As fucked up as Bush has been as a president, I still hope we get another Republican. Only because I'm afraid a Dem might kill the surveillance operations Bush has run against domestic Muslims.

Anonymous said...

Given that Israel has stated unequivocally that it will not allow it to happen, and that they presumably have much better intelligence in this matter than we do, I think we should take him at his word.

Oh yes, just as the Israelis provided the US with such good intelligence about Iraq's WMD's.

Anonymous said...

Troops? No one is talking about invading Iran, just bombing it.

No one knows for sure (particularly with this administration) where bombing will lead. At any rate there would be other forms of blowback from a bombing campaign, diplomatic for instance. Even though tough guys like you don't care what the world thinks, there has already been enough ruinously bad diplomacy for three or four administrations.

The point is moot, though, you're not going to get the bombing you long for. Whether this means Iran flirts with obliteration by immediately nuking Tel Aviv (seems unlikely) or we are forced to go a more sensible route with them, time will show.

Anonymous said...

I'm a non-jew who favors aggressive action against Iran and disruption of its weapons program. The number of isteve commenters favoring military action is higher than might be expected. But then again the site pulls in a rational readership. I read about 20 pages of "Pity the Nation: The Abduction of Lebannon", by Robert Fisk, which were so filled with (well written) shock stories of tribal blood letting it changed my entire perspective on the middle east. In-bred, throat slitting tribalists + the great satan concept + nuclear weapons = ??.

Anonymous said...

Taking a page from Pablo Escobar, I favor a "plato o plomo" approach in which epic bribes/aid might allow us to accomplish both reform and weapons containment without necessarily resorting to military action. The plomo option, however, would always be on the table.

Anonymous said...

I read about 20 pages of "Pity the Nation: The Abduction of Lebannon", by Robert Fisk, which were so filled with (well written) shock stories of tribal blood letting it changed my entire perspective on the middle east.

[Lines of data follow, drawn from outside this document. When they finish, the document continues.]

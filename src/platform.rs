//! Mapping of the host platform to the naming scheme used by Tailwind CSS release artifacts.

use std::env::consts;
use std::fmt::{Display, Formatter};

/// Base name of the Tailwind CSS standalone CLI executable.
pub const TOOL_NAME: &str = "tailwindcss";

/// Operating system family, as far as release artifacts are concerned.
#[derive(Debug, Copy, Clone, PartialEq, Eq, Hash)]
pub enum Os {
    MacOs,
    Linux,
    Windows,

    /// Any other OS (BSDs, etc.); gets the Windows artifact but keeps Unix naming
    /// for the executable and `PATH`.
    Other,
}

impl Os {
    /// Parses an OS identifier, either as reported by Rust (`macos`) or Go (`darwin`).
    pub fn from_host(os: &str) -> Self {
        match os {
            "macos" | "darwin" => Self::MacOs,
            "linux" => Self::Linux,
            "windows" => Self::Windows,
            _ => Self::Other,
        }
    }

    /// Token used for this OS in release artifact names.
    pub fn artifact_token(self) -> &'static str {
        match self {
            Self::MacOs => "macos",
            Self::Linux => "linux",
            Self::Windows | Self::Other => "windows",
        }
    }

    /// Name of the Tailwind CSS executable file on this OS.
    pub fn executable_name(self) -> String {
        match self {
            Self::Windows => format!("{TOOL_NAME}.exe"),
            _ => TOOL_NAME.into(),
        }
    }

    /// Separator used between entries of the `PATH` environment variable.
    pub fn path_list_separator(self) -> &'static str {
        match self {
            Self::Windows => ";",
            _ => ":",
        }
    }
}

/// CPU architecture, as far as release artifacts are concerned.
#[derive(Debug, Copy, Clone, PartialEq, Eq, Hash)]
pub enum Arch {
    Arm64,
    X64,
}

impl Arch {
    /// Parses an architecture identifier; anything that isn't 64-bit ARM is considered x64.
    pub fn from_host(arch: &str) -> Self {
        match arch {
            "aarch64" | "arm64" => Self::Arm64,
            _ => Self::X64,
        }
    }
}

/// Platform descriptor used to pick the right release artifact.
#[derive(Debug, Copy, Clone, PartialEq, Eq, Hash)]
pub struct Platform {
    pub os: Os,
    pub arch: Arch,
}

impl Platform {
    /// Returns the descriptor for the platform we're currently running on.
    pub fn current() -> Self {
        Self::from_host(consts::OS, consts::ARCH)
    }

    /// Builds a descriptor from OS and architecture identifiers.
    ///
    /// Unknown operating systems fall back to the Windows artifact, and only x64
    /// artifacts are published for Windows, so the architecture is ignored on that branch.
    pub fn from_host(os: &str, arch: &str) -> Self {
        match Os::from_host(os) {
            os @ (Os::Windows | Os::Other) => Self { os, arch: Arch::X64 },
            os => Self { os, arch: Arch::from_host(arch) },
        }
    }

    /// Returns the `(os, arch)` tokens used in release artifact names.
    ///
    /// The Windows architecture token embeds the `.exe` extension, since that is
    /// how the artifact is named upstream.
    pub fn artifact_tokens(&self) -> (&'static str, &'static str) {
        let arch = match (self.os, self.arch) {
            (Os::Windows | Os::Other, _) => "x64.exe",
            (_, Arch::Arm64) => "arm64",
            (_, Arch::X64) => "x64",
        };
        (self.os.artifact_token(), arch)
    }

    /// Name of the release artifact for this platform, e.g. `tailwindcss-linux-x64`.
    pub fn artifact_name(&self) -> String {
        let (os, arch) = self.artifact_tokens();
        format!("{TOOL_NAME}-{os}-{arch}")
    }
}

impl Display for Platform {
    fn fmt(&self, f: &mut Formatter<'_>) -> std::fmt::Result {
        let (os, arch) = self.artifact_tokens();
        write!(f, "{os}-{arch}")
    }
}

#[cfg(test)]
mod tests {
    mod platform {
        use crate::platform::{Arch, Os, Platform};

        #[test]
        fn test_artifact_tokens() {
            let expectations = [
                ("macos", "aarch64", ("macos", "arm64")),
                ("macos", "x86_64", ("macos", "x64")),
                ("darwin", "arm64", ("macos", "arm64")),
                ("darwin", "amd64", ("macos", "x64")),
                ("linux", "aarch64", ("linux", "arm64")),
                ("linux", "x86_64", ("linux", "x64")),
                ("linux", "riscv64", ("linux", "x64")),
                ("windows", "x86_64", ("windows", "x64.exe")),
                ("windows", "aarch64", ("windows", "x64.exe")),
            ];

            for (os, arch, expected) in expectations {
                assert_eq!(expected, Platform::from_host(os, arch).artifact_tokens(), "{os}/{arch}");
            }
        }

        #[test]
        fn test_unknown_os_downloads_windows_artifact() {
            let platform = Platform::from_host("freebsd", "aarch64");

            assert_eq!(Platform { os: Os::Other, arch: Arch::X64 }, platform);
            assert_eq!(("windows", "x64.exe"), platform.artifact_tokens());
        }

        #[test]
        fn test_unknown_unix_host_keeps_unix_naming() {
            let platform = Platform::from_host("freebsd", "x86_64");

            assert_eq!("tailwindcss", platform.os.executable_name());
            assert_eq!(":", platform.os.path_list_separator());
        }

        #[test]
        fn test_artifact_name() {
            assert_eq!(
                "tailwindcss-linux-arm64",
                Platform::from_host("linux", "aarch64").artifact_name()
            );
            assert_eq!(
                "tailwindcss-windows-x64.exe",
                Platform::from_host("windows", "x86_64").artifact_name()
            );
            assert_eq!("macos-x64", Platform::from_host("macos", "x86_64").to_string());
        }
    }

    mod os {
        use crate::platform::Os;

        #[test]
        fn test_executable_name() {
            assert_eq!("tailwindcss", Os::MacOs.executable_name());
            assert_eq!("tailwindcss", Os::Linux.executable_name());
            assert_eq!("tailwindcss.exe", Os::Windows.executable_name());
            assert_eq!("tailwindcss", Os::Other.executable_name());
        }

        #[test]
        fn test_path_list_separator() {
            assert_eq!(":", Os::MacOs.path_list_separator());
            assert_eq!(":", Os::Linux.path_list_separator());
            assert_eq!(";", Os::Windows.path_list_separator());
            assert_eq!(":", Os::Other.path_list_separator());
        }
    }
}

Perhaps, but take anything written by Fisk with a grain of salt. In fact, make that a sizable chunk of rock salt. This is a man who notoriously couldn't even get Jesus' place of birth right. Fisk's name has been become synonymous with easily identified inaccuracies and shoddy argumentation on the internet.

Anonymous said...

Actually, I take back my very limited support for bombing Iran.

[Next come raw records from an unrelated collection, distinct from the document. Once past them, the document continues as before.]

//! Download of the Tailwind CSS standalone CLI into the local installation.

use std::path::{Path, PathBuf};

use anyhow::Context;
use futures::StreamExt;
use reqwest::Response;
use tokio::fs;
use tokio::io::{AsyncWriteExt, BufWriter};
use tracing::{debug, info, instrument, trace};

use crate::install::Installation;
use crate::platform::Platform;
use crate::release::{DownloadTarget, Releases};
use crate::Result;

/// Extension of the file the artifact is downloaded to before being moved in place.
pub const DOWNLOAD_TEMP_EXTENSION: &str = "download";

/// Downloads the Tailwind CSS release artifact for the given target and platform
/// into the local installation, replacing any existing executable.
///
/// The artifact is first downloaded to a temporary file next to the executable, then
/// moved in place once complete, so a failed download never replaces a previous copy.
///
/// Returns the installation directory.
#[instrument(skip_all, fields(%platform, ?target))]
pub async fn acquire(
    releases: &Releases,
    installation: &Installation,
    target: &DownloadTarget,
    platform: &Platform,
) -> Result<PathBuf> {
    create_install_directory(installation.dir()).await?;

    let url = releases.download_url(target, platform);
    info!("Downloading Tailwind CSS from {url} to {}", installation.executable().display());
    let response = releases
        .get_artifact(&url)
        .await
        .with_context(|| "failed to download Tailwind CSS")?;

    let temp_path = installation
        .executable()
        .with_extension(DOWNLOAD_TEMP_EXTENSION);
    trace!(temp_path = %temp_path.display());

    if let Err(err) = save_artifact(response, &temp_path).await {
        if let Err(remove_err) = fs::remove_file(&temp_path).await {
            debug!("failed to remove partial download {}: {remove_err}", temp_path.display());
        }
        return Err(err);
    }

    fs::rename(&temp_path, installation.executable())
        .await
        .with_context(|| {
            format!(
                "failed to move downloaded file from {} to {}",
                temp_path.display(),
                installation.executable().display()
            )
        })?;

    info!("Tailwind CSS installed in {}", installation.dir().display());
    Ok(installation.dir().to_path_buf())
}

#[instrument(level = "trace")]
async fn create_install_directory(dir: &Path) -> Result<()> {
    let mut builder = fs::DirBuilder::new();
    builder.recursive(true);
    #[cfg(unix)]
    builder.mode(0o755);

    builder
        .create(dir)
        .await
        .with_context(|| format!("failed to create install directory {}", dir.display()))
}

#[instrument(level = "debug", skip(response))]
async fn save_artifact(response: Response, destination_path: &Path) -> Result<()> {
    let destination_file = fs::File::create(destination_path)
        .await
        .with_context(|| format!("failed to create local file {}", destination_path.display()))?;
    let mut destination_file = BufWriter::new(destination_file);

    let mut bytes_stream = response.bytes_stream();
    let mut size = 0;
    while let Some(bytes) = bytes_stream.next().await {
        let bytes = bytes.with_context(|| "failed to download Tailwind CSS")?;
        destination_file.write_all(&bytes).await.with_context(|| {
            format!("failed to write data to file {}", destination_path.display())
        })?;
        size += bytes.len();
    }

    destination_file.flush().await.with_context(|| {
        format!("failed to flush data to file {}", destination_path.display())
    })?;
    debug!(size, "download complete");

    make_executable(destination_path).await
}

#[cfg(unix)]
async fn make_executable(path: &Path) -> Result<()> {
    use std::fs::Permissions;
    use std::os::unix::fs::PermissionsExt;

    fs::set_permissions(path, Permissions::from_mode(0o775))
        .await
        .with_context(|| format!("failed to make {} executable", path.display()))
}

#[cfg(not(unix))]
async fn make_executable(_path: &Path) -> Result<()> {
    Ok(())
}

I only meant to say that IF you support bombing Iran philosophically, it would still be stupid to do so strategically with our current troop deployment and immigration situation.

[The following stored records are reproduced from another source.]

//! Configuration constants and the relocation configuration value

use anyhow::Result;
use std::fmt;

use crate::git::{validate_user_config, UserConfig};

// Defaults
pub const DEFAULT_UPSTREAM_BRANCH: &str = "master";
pub const DEFAULT_REMOTE: &str = "origin";

// Remote names that disable pushing
pub const DISABLED_REMOTE_SENTINEL: &str = "--";
pub const DISABLED_REMOTE_ALIAS: &str = "none";

// Environment overrides for the defaults above
pub const BRANCH_ENV_VAR: &str = "TELESCOPE_BRANCH";
pub const REMOTE_ENV_VAR: &str = "TELESCOPE_REMOTE";

// Stash entries created by a run are labelled with this prefix
pub const STASH_MESSAGE_PREFIX: &str = "tele-scope: relocating changes from";

// Display formatting constants
pub const ERROR_MESSAGE_MAX_LENGTH: usize = 200;
pub const ERROR_MESSAGE_TRUNCATE_LENGTH: usize = 197;

// UI Constants
pub const TERMINAL_TITLE_RUNNING: &str = "🚀 tele-scope";
pub const TERMINAL_TITLE_DONE: &str = "✅ tele-scope";
pub const COMPLETION_MESSAGE: &str = "Re-scope complete.";

/// Tracing filter used when RUST_LOG is unset
pub const DEFAULT_LOG_FILTER: &str = "off";

/// Where the relocated commit is published
#[derive(Clone, Debug, PartialEq, Eq)]
pub enum RemoteTarget {
    /// Push to (and optionally pull from) this remote
    Named(String),
    /// Do not push
    Disabled,
}

impl RemoteTarget {
    /// Parses a remote argument, recognising the sentinels that disable pushing
    pub fn parse(value: &str) -> Self {
        let value = value.trim();
        if value == DISABLED_REMOTE_SENTINEL || value.eq_ignore_ascii_case(DISABLED_REMOTE_ALIAS) {
            RemoteTarget::Disabled
        } else {
            RemoteTarget::Named(value.to_string())
        }
    }

    pub fn name(&self) -> Option<&str> {
        match self {
            RemoteTarget::Named(name) => Some(name),
            RemoteTarget::Disabled => None,
        }
    }
}

impl fmt::Display for RemoteTarget {
    fn fmt(&self, f: &mut fmt::Formatter<'_>) -> fmt::Result {
        match self {
            RemoteTarget::Named(name) => f.write_str(name),
            RemoteTarget::Disabled => f.write_str("(push disabled)"),
        }
    }
}

/// Immutable settings for one relocation run
///
/// Built and validated once through [`RelocateConfigBuilder`] before the
/// repository is touched.
#[derive(Clone, Debug, PartialEq, Eq)]
pub struct RelocateConfig {
    /// Return to the local branch without rebasing
    pub no_rebase: bool,
    /// Keep the stash entry after a successful run
    pub no_clear: bool,
    /// Pull the upstream branch from the remote before committing
    pub pull: bool,
    /// Author name override
    pub user: Option<String>,
    /// Author email override
    pub email: Option<String>,
    /// Commit message; None lets git open the editor
    pub message: Option<String>,
    /// Branch that receives the changes
    pub upstream_branch: String,
    pub remote: RemoteTarget,
    /// Paths to relocate; empty relocates every change
    pub paths: Vec<String>,
}

impl RelocateConfig {
    pub fn builder() -> RelocateConfigBuilder {
        RelocateConfigBuilder::default()
    }

    /// Remote to push to, None when pushing is disabled
    pub fn push_remote(&self) -> Option<&str> {
        self.remote.name()
    }

    /// Whether only some paths are relocated, leaving the rest to be re-applied
    pub fn is_path_scoped(&self) -> bool {
        !self.paths.is_empty()
    }
}

impl Default for RelocateConfig {
    fn default() -> Self {
        Self {
            no_rebase: false,
            no_clear: false,
            pull: false,
            user: None,
            email: None,
            message: None,
            upstream_branch: DEFAULT_UPSTREAM_BRANCH.to_string(),
            remote: RemoteTarget::Named(DEFAULT_REMOTE.to_string()),
            paths: Vec::new(),
        }
    }
}

/// Builder for [`RelocateConfig`]
#[derive(Clone, Debug, Default)]
pub struct RelocateConfigBuilder {
    no_rebase: bool,
    no_clear: bool,
    pull: bool,
    user: Option<String>,
    email: Option<String>,
    message: Option<String>,
    upstream_branch: Option<String>,
    remote: Option<String>,
    paths: Vec<String>,
}

impl RelocateConfigBuilder {
    pub fn no_rebase(mut self, no_rebase: bool) -> Self {
        self.no_rebase = no_rebase;
        self
    }

    pub fn no_clear(mut self, no_clear: bool) -> Self {
        self.no_clear = no_clear;
        self
    }

    pub fn pull(mut self, pull: bool) -> Self {
        self.pull = pull;
        self
    }

    pub fn user(mut self, user: Option<String>) -> Self {
        self.user = user;
        self
    }

    pub fn email(mut self, email: Option<String>) -> Self {
        self.email = email;
        self
    }

    pub fn message(mut self, message: Option<String>) -> Self {
        self.message = message;
        self
    }

    pub fn upstream_branch(mut self, branch: impl Into<String>) -> Self {
        self.upstream_branch = Some(branch.into());
        self
    }

    /// Sets the remote; `"--"` or `"none"` disables pushing
    pub fn remote(mut self, remote: impl Into<String>) -> Self {
        self.remote = Some(remote.into());
        self
    }

    pub fn paths<I, S>(mut self, paths: I) -> Self
    where
        I: IntoIterator<Item = S>,
        S: Into<String>,
    {
        self.paths = paths.into_iter().map(Into::into).collect();
        self
    }

    /// Validates the collected values
    pub fn build(self) -> Result<RelocateConfig> {
        let upstream_branch = self
            .upstream_branch
            .unwrap_or_else(|| DEFAULT_UPSTREAM_BRANCH.to_string());
        let upstream_branch = upstream_branch.trim().to_string();
        if upstream_branch.is_empty() {
            anyhow::bail!("Upstream branch name cannot be empty");
        }
        if upstream_branch.starts_with('-') {
            anyhow::bail!("Invalid upstream branch name: {}", upstream_branch);
        }

        let remote = RemoteTarget::parse(self.remote.as_deref().unwrap_or(DEFAULT_REMOTE));
        if let RemoteTarget::Named(name) = &remote {
            if name.is_empty() {
                anyhow::bail!(
                    "Remote name cannot be empty (use \"{}\" to skip pushing)",
                    DISABLED_REMOTE_SENTINEL
                );
            }
        }
        if self.pull && remote == RemoteTarget::Disabled {
            anyhow::bail!("--pull needs a remote to pull from");
        }

        let identity = UserConfig::new(self.user, self.email);
        validate_user_config(&identity)?;

        if self.paths.iter().any(|path| path.trim().is_empty()) {
            anyhow::bail!("Path arguments cannot be empty");
        }

        Ok(RelocateConfig {
            no_rebase: self.no_rebase,
            no_clear: self.no_clear,
            pull: self.pull,
            user: identity.name.map(|name| name.trim().to_string()),
            email: identity.email.map(|email| email.trim().to_string()),
            message: self.message.filter(|message| !message.trim().is_empty()),
            upstream_branch,
            remote,
            paths: self.paths,
        })
    }
}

I personally think that, even if you could correct these gross strategic problems, it is still not a good idea geo-politically to bomb Iran, but at least you could start to support it stratigically.

Now, annexing Baja California, that’s an idea that makes sense for a bunch of reasons.

Anonymous said...

the Abduction of Lebannon", by Robert Fisk, which were so filled with (well written) shock stories of tribal blood letting...

You mean incidents like Qana?

Yes, it is very disturbing that middle eastern countries like Israel have nukes.

Anonymous said...

Iran could be stopped from building nukes without the use of force. Real economic pressure (which would require getting the Europeans on board for more than just interminable negotiations) Could bring Iran to its knees. Its oil production has been dropping 7% per year, unemployment is over 20%, and it is heavily dependent on imports of refined gasoline. Even without a cut off of those gas imports, Iran was just forced to raise its gas prices by 25%. Iran's not a strong country economically.

Perhaps in return for giving up nuke ambitions, we could offer to build enough gas refineries in Iran that they would be self-sufficient in that area.